_Exercise details:_ Locate every line in the material below that has the word "code". Copy each of those lines.
=-=-=-=-=
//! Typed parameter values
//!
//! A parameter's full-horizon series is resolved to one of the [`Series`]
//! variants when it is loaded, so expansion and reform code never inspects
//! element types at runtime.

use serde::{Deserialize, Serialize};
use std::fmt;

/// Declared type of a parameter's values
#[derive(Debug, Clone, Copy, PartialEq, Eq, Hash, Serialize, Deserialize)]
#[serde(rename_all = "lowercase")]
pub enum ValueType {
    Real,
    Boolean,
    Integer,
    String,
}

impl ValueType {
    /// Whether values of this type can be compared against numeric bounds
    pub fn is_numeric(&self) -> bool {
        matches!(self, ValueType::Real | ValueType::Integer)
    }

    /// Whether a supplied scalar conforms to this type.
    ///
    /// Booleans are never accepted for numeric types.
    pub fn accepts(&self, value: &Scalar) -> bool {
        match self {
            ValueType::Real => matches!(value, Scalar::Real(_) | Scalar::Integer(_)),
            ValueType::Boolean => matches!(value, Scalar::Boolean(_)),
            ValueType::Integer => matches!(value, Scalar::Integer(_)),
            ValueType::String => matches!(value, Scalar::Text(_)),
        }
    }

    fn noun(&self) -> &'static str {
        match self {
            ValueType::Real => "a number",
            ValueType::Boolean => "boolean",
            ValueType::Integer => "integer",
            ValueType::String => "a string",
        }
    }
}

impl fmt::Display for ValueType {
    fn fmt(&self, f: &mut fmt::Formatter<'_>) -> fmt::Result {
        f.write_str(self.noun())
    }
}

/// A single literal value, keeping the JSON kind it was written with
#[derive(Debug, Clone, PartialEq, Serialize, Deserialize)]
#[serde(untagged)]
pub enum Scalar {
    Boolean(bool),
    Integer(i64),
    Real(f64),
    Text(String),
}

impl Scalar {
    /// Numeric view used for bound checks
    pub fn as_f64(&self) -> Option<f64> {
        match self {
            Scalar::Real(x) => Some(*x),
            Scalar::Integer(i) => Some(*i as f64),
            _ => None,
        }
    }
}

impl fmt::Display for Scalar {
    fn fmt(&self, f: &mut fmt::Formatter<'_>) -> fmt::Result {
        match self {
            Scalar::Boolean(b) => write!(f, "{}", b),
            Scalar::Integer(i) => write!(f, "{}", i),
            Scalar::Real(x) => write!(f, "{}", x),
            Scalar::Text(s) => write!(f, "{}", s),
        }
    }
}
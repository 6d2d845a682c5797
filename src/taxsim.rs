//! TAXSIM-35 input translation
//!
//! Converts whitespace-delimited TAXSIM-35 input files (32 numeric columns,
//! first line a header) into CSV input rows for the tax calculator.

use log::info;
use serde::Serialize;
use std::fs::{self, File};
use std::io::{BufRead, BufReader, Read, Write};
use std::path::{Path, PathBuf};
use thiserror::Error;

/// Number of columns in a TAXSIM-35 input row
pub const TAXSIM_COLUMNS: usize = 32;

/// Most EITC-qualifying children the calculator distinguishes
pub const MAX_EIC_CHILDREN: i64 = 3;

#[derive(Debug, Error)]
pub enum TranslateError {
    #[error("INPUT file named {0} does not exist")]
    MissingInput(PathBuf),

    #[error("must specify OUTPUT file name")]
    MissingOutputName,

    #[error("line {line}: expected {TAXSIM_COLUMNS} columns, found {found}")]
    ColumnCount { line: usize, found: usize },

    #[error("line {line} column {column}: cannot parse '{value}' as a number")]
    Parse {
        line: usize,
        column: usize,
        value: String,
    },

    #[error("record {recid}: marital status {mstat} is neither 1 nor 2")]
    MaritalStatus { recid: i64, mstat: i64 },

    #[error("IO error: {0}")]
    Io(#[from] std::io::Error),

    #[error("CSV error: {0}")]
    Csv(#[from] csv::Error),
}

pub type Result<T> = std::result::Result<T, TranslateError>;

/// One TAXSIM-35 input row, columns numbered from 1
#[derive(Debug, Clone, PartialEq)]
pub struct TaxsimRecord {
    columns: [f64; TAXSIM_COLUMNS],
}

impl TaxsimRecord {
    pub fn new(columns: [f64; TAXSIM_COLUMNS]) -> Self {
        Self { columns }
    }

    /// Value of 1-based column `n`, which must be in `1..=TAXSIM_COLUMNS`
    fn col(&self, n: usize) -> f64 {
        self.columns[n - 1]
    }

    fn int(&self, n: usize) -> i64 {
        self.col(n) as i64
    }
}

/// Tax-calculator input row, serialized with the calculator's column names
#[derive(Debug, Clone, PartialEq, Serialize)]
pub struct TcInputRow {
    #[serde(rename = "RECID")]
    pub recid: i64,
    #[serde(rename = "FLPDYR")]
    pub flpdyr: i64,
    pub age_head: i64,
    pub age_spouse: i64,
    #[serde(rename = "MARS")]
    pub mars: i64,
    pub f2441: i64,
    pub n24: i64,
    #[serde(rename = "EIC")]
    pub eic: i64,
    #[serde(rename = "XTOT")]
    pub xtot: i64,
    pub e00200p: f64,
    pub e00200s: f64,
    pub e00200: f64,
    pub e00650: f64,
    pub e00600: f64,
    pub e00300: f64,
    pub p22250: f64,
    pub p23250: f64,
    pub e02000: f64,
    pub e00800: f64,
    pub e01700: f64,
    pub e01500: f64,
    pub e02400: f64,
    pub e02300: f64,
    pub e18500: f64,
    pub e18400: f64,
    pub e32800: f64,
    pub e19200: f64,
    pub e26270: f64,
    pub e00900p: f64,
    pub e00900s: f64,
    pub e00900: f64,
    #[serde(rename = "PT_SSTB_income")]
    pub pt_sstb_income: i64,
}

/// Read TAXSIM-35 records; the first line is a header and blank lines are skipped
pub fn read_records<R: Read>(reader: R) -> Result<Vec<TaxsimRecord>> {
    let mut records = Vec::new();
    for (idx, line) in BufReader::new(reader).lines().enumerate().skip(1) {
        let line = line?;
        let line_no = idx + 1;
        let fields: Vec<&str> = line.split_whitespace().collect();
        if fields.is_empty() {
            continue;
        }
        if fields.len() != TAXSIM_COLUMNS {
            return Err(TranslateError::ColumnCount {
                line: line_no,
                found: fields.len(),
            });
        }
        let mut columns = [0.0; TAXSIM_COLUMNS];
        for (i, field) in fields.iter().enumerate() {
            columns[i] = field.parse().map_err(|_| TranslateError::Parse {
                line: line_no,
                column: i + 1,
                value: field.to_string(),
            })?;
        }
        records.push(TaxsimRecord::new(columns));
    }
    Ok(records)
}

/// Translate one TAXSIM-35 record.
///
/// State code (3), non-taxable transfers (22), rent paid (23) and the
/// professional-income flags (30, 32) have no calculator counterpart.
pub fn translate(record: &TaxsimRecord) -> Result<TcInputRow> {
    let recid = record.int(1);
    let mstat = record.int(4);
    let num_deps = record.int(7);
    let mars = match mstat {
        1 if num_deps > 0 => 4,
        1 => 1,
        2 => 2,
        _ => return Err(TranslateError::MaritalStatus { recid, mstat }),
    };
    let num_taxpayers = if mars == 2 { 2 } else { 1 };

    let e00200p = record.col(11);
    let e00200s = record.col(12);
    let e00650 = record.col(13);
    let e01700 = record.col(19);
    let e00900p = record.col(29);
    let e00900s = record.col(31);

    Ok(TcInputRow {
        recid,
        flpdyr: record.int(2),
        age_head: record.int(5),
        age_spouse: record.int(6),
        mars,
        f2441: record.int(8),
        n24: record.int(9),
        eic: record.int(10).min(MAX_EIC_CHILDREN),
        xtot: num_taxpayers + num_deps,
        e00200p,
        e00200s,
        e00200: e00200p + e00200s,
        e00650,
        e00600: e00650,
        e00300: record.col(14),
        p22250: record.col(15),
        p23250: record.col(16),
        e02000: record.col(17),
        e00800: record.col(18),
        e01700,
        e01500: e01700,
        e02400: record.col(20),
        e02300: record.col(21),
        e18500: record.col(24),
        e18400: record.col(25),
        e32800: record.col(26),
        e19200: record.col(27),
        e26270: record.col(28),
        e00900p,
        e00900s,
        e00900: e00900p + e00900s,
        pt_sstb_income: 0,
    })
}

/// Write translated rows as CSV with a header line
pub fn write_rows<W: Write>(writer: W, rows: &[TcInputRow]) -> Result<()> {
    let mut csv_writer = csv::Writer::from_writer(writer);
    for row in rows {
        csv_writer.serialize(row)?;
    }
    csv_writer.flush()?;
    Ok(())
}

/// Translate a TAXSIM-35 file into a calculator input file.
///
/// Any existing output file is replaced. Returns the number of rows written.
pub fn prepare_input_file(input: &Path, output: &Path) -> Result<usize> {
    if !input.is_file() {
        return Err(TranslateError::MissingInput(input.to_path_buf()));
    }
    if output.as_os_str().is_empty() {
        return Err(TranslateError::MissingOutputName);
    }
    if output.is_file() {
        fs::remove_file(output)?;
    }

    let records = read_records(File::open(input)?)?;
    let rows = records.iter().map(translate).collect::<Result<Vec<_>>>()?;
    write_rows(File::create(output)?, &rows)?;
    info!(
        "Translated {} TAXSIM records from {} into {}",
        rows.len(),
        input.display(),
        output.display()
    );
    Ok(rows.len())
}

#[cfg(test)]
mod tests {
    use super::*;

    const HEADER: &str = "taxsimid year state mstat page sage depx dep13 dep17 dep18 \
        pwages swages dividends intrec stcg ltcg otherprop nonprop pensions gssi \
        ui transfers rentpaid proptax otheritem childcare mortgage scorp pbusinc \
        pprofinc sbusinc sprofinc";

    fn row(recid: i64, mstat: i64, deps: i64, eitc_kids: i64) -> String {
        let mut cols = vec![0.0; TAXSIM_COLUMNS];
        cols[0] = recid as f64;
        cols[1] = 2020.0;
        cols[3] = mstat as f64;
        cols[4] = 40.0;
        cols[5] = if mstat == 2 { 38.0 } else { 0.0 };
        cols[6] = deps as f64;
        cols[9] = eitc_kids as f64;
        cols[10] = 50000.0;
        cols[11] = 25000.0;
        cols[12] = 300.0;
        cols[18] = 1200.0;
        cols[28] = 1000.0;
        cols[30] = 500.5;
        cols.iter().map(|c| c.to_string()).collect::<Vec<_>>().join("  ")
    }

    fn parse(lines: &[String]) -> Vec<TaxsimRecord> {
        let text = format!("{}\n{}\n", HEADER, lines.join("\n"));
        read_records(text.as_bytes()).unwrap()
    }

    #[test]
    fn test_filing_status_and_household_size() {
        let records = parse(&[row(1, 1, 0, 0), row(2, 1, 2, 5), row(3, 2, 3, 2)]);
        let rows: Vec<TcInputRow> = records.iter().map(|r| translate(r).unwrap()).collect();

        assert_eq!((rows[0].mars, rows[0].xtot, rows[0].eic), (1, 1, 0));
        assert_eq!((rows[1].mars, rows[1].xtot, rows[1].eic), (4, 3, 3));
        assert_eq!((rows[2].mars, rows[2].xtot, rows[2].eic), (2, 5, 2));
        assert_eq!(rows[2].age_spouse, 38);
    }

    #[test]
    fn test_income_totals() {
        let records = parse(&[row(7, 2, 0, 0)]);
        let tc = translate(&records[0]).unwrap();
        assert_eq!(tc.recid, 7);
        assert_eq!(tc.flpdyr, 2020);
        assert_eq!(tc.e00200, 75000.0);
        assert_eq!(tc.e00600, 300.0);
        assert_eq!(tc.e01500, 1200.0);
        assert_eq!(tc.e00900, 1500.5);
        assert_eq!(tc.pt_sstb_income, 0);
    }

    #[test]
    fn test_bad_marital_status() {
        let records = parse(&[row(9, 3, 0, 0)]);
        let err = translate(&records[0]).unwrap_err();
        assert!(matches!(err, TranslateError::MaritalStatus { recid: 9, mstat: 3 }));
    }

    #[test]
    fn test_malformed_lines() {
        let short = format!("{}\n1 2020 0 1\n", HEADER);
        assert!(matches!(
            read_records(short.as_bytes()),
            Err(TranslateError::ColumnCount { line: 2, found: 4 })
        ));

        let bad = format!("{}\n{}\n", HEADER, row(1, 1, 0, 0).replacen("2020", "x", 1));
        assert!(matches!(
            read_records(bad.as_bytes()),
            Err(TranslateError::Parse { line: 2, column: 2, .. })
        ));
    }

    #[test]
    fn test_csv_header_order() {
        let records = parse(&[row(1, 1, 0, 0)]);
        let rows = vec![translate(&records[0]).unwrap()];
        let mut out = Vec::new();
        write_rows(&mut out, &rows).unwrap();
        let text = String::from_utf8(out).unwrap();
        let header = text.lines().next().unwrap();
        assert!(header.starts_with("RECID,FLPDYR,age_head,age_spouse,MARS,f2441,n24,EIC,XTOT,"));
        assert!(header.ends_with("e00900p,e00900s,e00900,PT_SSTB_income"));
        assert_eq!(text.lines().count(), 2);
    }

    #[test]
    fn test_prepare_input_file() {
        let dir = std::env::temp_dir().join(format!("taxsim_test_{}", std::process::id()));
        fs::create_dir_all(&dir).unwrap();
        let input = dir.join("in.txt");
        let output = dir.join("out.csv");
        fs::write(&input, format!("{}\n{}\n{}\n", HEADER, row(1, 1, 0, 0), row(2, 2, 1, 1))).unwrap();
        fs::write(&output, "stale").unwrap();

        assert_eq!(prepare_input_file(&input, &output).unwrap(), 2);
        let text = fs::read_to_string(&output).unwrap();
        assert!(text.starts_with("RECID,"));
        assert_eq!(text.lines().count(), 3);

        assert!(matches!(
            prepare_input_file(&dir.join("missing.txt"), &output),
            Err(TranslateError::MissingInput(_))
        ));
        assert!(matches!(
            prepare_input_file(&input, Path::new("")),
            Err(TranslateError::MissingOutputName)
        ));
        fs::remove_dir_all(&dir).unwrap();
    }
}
=-=-=-=-=
_Solution to this task:_
//! variants when it is loaded, so expansion and reform code never inspects
/// State code (3), non-taxable transfers (22), rent paid (23) and the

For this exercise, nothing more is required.